# EXERCISE
Could you repeat every record exactly as it appears?

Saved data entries
----------------

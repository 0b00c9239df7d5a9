use super::request::{prepare, PreparedRequest};
use super::{Attempt, RequestSender};
use crate::clock;
use crate::config::ExecutorSettings;
use crate::evaluator::{
    classify_failure, describe_condition_failure, describe_http_error, evaluate, strip_bom,
    ErrorType,
};
use crate::logs::DetailedLogEntry;
use crate::variables::TaskVariant;
use anyhow::{Context, Result};
use async_trait::async_trait;
use reqwest::{redirect, Client, Response};
use std::time::{Duration, Instant};
use tracing::debug;
use uuid::Uuid;

/// Sends task variants over HTTP with one shared connection pool.
pub struct HttpRequestExecutor {
    pub(super) client: Client,
    /// Same limits as `client` but never follows redirects.
    pub(super) probe_client: Client,
    pub(super) settings: ExecutorSettings,
}

impl HttpRequestExecutor {
    pub fn new(settings: &ExecutorSettings) -> Result<Self> {
        let client = Client::builder()
            .timeout(settings.request_timeout)
            .build()
            .context("Failed to create HTTP client")?;
        let probe_client = Client::builder()
            .timeout(settings.request_timeout)
            .redirect(redirect::Policy::none())
            .build()
            .context("Failed to create probe HTTP client")?;
        Ok(Self {
            client,
            probe_client,
            settings: settings.clone(),
        })
    }

    pub fn settings(&self) -> &ExecutorSettings {
        &self.settings
    }
}

#[async_trait]
impl RequestSender for HttpRequestExecutor {
    async fn execute(&self, variant: &TaskVariant) -> Attempt {
        let mut entry = DetailedLogEntry {
            request_id: format!("req_{}", Uuid::new_v4().simple()),
            timestamp: clock::display_now(),
            url: variant.url.clone(),
            method: variant.method.clone(),
            status_code: 0,
            response_time: 0,
            response: String::new(),
            error: String::new(),
            success: false,
            success_condition_details: None,
            error_type: None,
            detailed_error: String::new(),
        };

        let start = Instant::now();
        let PreparedRequest {
            builder, method, ..
        } = match prepare(&self.client, variant) {
            Ok(prepared) => prepared,
            Err(message) => {
                entry.detailed_error = format!("Could not build the request: {}", message);
                entry.error = message;
                entry.error_type = Some(ErrorType::Network);
                return Attempt::failed(entry);
            }
        };
        entry.method = method.to_string();

        let response = match builder.send().await {
            Ok(response) => response,
            Err(e) => {
                entry.response_time = elapsed_ms(start);
                entry.error = transport_error(&e, self.settings.request_timeout);
                entry.detailed_error = format!(
                    "Network error: {}. Check that the URL is reachable and the server is running.",
                    entry.error
                );
                entry.error_type = Some(ErrorType::Network);
                debug!("Request to {} failed: {}", variant.url, entry.error);
                return Attempt::failed(entry);
            }
        };

        let status = response.status().as_u16();
        entry.status_code = status;

        let body = match read_limited(response, self.settings.max_body_bytes).await {
            Ok(bytes) => bytes,
            Err(e) => {
                entry.response_time = elapsed_ms(start);
                entry.error = format!("failed to read response body: {}", e);
                entry.detailed_error = format!(
                    "The server answered with HTTP {} but the body could not be read: {}",
                    status, e
                );
                entry.error_type = Some(ErrorType::Parsing);
                return Attempt::failed(entry);
            }
        };
        entry.response_time = elapsed_ms(start);
        entry.response = String::from_utf8_lossy(strip_bom(&body)).into_owned();

        let evaluation = evaluate(&variant.success_condition, status, &entry.response);
        entry.success = evaluation.verdict;
        match classify_failure(&evaluation) {
            None => {}
            Some(ErrorType::Http) => {
                entry.error = format!("HTTP {}", status);
                entry.detailed_error = describe_http_error(status);
                entry.error_type = Some(ErrorType::Http);
            }
            Some(kind) => {
                entry.error = "success condition not met".to_string();
                entry.detailed_error = describe_condition_failure(&evaluation.detail);
                entry.error_type = Some(kind);
            }
        }
        entry.success_condition_details = Some(evaluation.detail);

        Attempt {
            success: entry.success,
            entry,
        }
    }
}

/// Reads at most `limit` bytes of the body and drops the rest.
pub(super) async fn read_limited(mut response: Response, limit: usize) -> reqwest::Result<Vec<u8>> {
    let mut body = Vec::new();
    while let Some(chunk) = response.chunk().await? {
        let room = limit.saturating_sub(body.len());
        if chunk.len() >= room {
            body.extend_from_slice(&chunk[..room]);
            break;
        }
        body.extend_from_slice(&chunk);
    }
    Ok(body)
}

pub(super) fn transport_error(error: &reqwest::Error, timeout: Duration) -> String {
    if error.is_timeout() {
        format!("request timed out after {}s", timeout.as_secs())
    } else if error.is_connect() {
        format!("connection failed: {}", error)
    } else {
        format!("request failed: {}", error)
    }
}

pub(super) fn elapsed_ms(start: Instant) -> u64 {
    start.elapsed().as_millis() as u64
}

----------------

# RESULT BELOW
repository 0b00c9239df7d5a9
use super::request::{prepare, PreparedRequest};
use super::{Attempt, RequestSender};
use crate::clock;
use crate::config::ExecutorSettings;
use crate::evaluator::{
    classify_failure, describe_condition_failure, describe_http_error, evaluate, strip_bom,
    ErrorType,
};
use crate::logs::DetailedLogEntry;
use crate::variables::TaskVariant;
use anyhow::{Context, Result};
use async_trait::async_trait;
use reqwest::{redirect, Client, Response};
use std::time::{Duration, Instant};
use tracing::debug;
use uuid::Uuid;

/// Sends task variants over HTTP with one shared connection pool.
pub struct HttpRequestExecutor {
    pub(super) client: Client,
    /// Same limits as `client` but never follows redirects.
    pub(super) probe_client: Client,
    pub(super) settings: ExecutorSettings,
}

impl HttpRequestExecutor {
    pub fn new(settings: &ExecutorSettings) -> Result<Self> {
        let client = Client::builder()
            .timeout(settings.request_timeout)
            .build()
            .context("Failed to create HTTP client")?;
        let probe_client = Client::builder()
            .timeout(settings.request_timeout)
            .redirect(redirect::Policy::none())
            .build()
            .context("Failed to create probe HTTP client")?;
        Ok(Self {
            client,
            probe_client,
            settings: settings.clone(),
        })
    }

    pub fn settings(&self) -> &ExecutorSettings {
        &self.settings
    }
}

#[async_trait]
impl RequestSender for HttpRequestExecutor {
    async fn execute(&self, variant: &TaskVariant) -> Attempt {
        let mut entry = DetailedLogEntry {
            request_id: format!("req_{}", Uuid::new_v4().simple()),
            timestamp: clock::display_now(),
            url: variant.url.clone(),
            method: variant.method.clone(),
            status_code: 0,
            response_time: 0,
            response: String::new(),
            error: String::new(),
            success: false,
            success_condition_details: None,
            error_type: None,
            detailed_error: String::new(),
        };

        let start = Instant::now();
        let PreparedRequest {
            builder, method, ..
        } = match prepare(&self.client, variant) {
            Ok(prepared) => prepared,
            Err(message) => {
                entry.detailed_error = format!("Could not build the request: {}", message);
                entry.error = message;
                entry.error_type = Some(ErrorType::Network);
                return Attempt::failed(entry);
            }
        };
        entry.method = method.to_string();

        let response = match builder.send().await {
            Ok(response) => response,
            Err(e) => {
                entry.response_time = elapsed_ms(start);
                entry.error = transport_error(&e, self.settings.request_timeout);
                entry.detailed_error = format!(
                    "Network error: {}. Check that the URL is reachable and the server is running.",
                    entry.error
                );
                entry.error_type = Some(ErrorType::Network);
                debug!("Request to {} failed: {}", variant.url, entry.error);
                return Attempt::failed(entry);
            }
        };

        let status = response.status().as_u16();
        entry.status_code = status;

        let body = match read_limited(response, self.settings.max_body_bytes).await {
            Ok(bytes) => bytes,
            Err(e) => {
                entry.response_time = elapsed_ms(start);
                entry.error = format!("failed to read response body: {}", e);
                entry.detailed_error = format!(
                    "The server answered with HTTP {} but the body could not be read: {}",
                    status, e
                );
                entry.error_type = Some(ErrorType::Parsing);
                return Attempt::failed(entry);
            }
        };
        entry.response_time = elapsed_ms(start);
        entry.response = String::from_utf8_lossy(strip_bom(&body)).into_owned();

        let evaluation = evaluate(&variant.success_condition, status, &entry.response);
        entry.success = evaluation.verdict;
        match classify_failure(&evaluation) {
            None => {}
            Some(ErrorType::Http) => {
                entry.error = format!("HTTP {}", status);
                entry.detailed_error = describe_http_error(status);
                entry.error_type = Some(ErrorType::Http);
            }
            Some(kind) => {
                entry.error = "success condition not met".to_string();
                entry.detailed_error = describe_condition_failure(&evaluation.detail);
                entry.error_type = Some(kind);
            }
        }
        entry.success_condition_details = Some(evaluation.detail);

        Attempt {
            success: entry.success,
            entry,
        }
    }
}

/// Reads at most `limit` bytes of the body and drops the rest.
pub(super) async fn read_limited(mut response: Response, limit: usize) -> reqwest::Result<Vec<u8>> {
    let mut body = Vec::new();
    while let Some(chunk) = response.chunk().await? {
        let room = limit.saturating_sub(body.len());
        if chunk.len() >= room {
            body.extend_from_slice(&chunk[..room]);
            break;
        }
        body.extend_from_slice(&chunk);
    }
    Ok(body)
}

pub(super) fn transport_error(error: &reqwest::Error, timeout: Duration) -> String {
    if error.is_timeout() {
        format!("request timed out after {}s", timeout.as_secs())
    } else if error.is_connect() {
        format!("connection failed: {}", error)
    } else {
        format!("request failed: {}", error)
    }
}

pub(super) fn elapsed_ms(start: Instant) -> u64 {
    start.elapsed().as_millis() as u64
}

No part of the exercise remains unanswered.